700 Musiker spielten beim Kreismusikfest auf

Mölln (kr). In einem Sternmarsch zogen 14 Musikzüge unter vollem Spiel durch Mölln Richtung Mühlenplatz. Gerhard Hölser, 1. Vorsitzender des Musikerverbandes Schleswig-Holsteins, hatte den Aufmarsch so organisiert, dass alle Musikzüge nacheinander die Möllner Hauptstraße erreichten. Dafür hatte er den Abmarsch minutiös festgelegt. Mit dabei waren Musikzüge aus Mölln, Rellingen, Schenefeld, Harksheide, Schönkirchen, Krummesse, Travetal, Alstergarde, Herzhorn, Moislingen, Stockelsdorf und Schwarzenbek. Auf dem Mühlenplatz wurden dann gemeinsam der "Larida Marsch" und der "Flieger Marsch" gespielt. Ein grandioser Klang mit Augenweide. Blitzende Blasinstrumente und ein bunter Teppich aus den Farben der Uniformen erfreute auch das Auge.

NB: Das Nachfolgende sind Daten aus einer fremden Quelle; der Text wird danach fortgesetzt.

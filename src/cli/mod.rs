//! CLI module - argument parsing and command dispatch

pub mod args;
pub mod commands;
pub mod helpers;
pub mod logging;
pub mod output;
pub mod viz;

pub use args::{Cli, Commands, GlobalOpts, OutputFormat};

Die Stadt Mölln ist dankbar dafür, dass das Kreismusikfest alle zwei Jahre das Altstadtfest musikalisch bereichert. Seit zwanzig Jahren organisiert G. Hölser (67) dieses Musikfest. Es wurde von ihm gegründet. Zu Ehren aller Mitwirkenden und mit herzlichem Dank an Hölser, an die Organisatoren, Spielzugführer und Vereinsvorstände hatte die Stadt Mölln auch in diesem Jahr zum Empfang ins historische Rathaus geladen. Lieselotte Nagel, Bürgervorsteherin der Stadt Mölln, erinnerte in ihrer Ansprache, dass es eine alte Erfahrung sei, dass sich die Harmonie eines Musikstückes auf die Menschen überträgt. Musik sei verbindend. Sehr treffend zitierte die Bürgervorsteherin Friedrich Nietzsche: "Ohne Musik wäre das Leben ein Irrtum."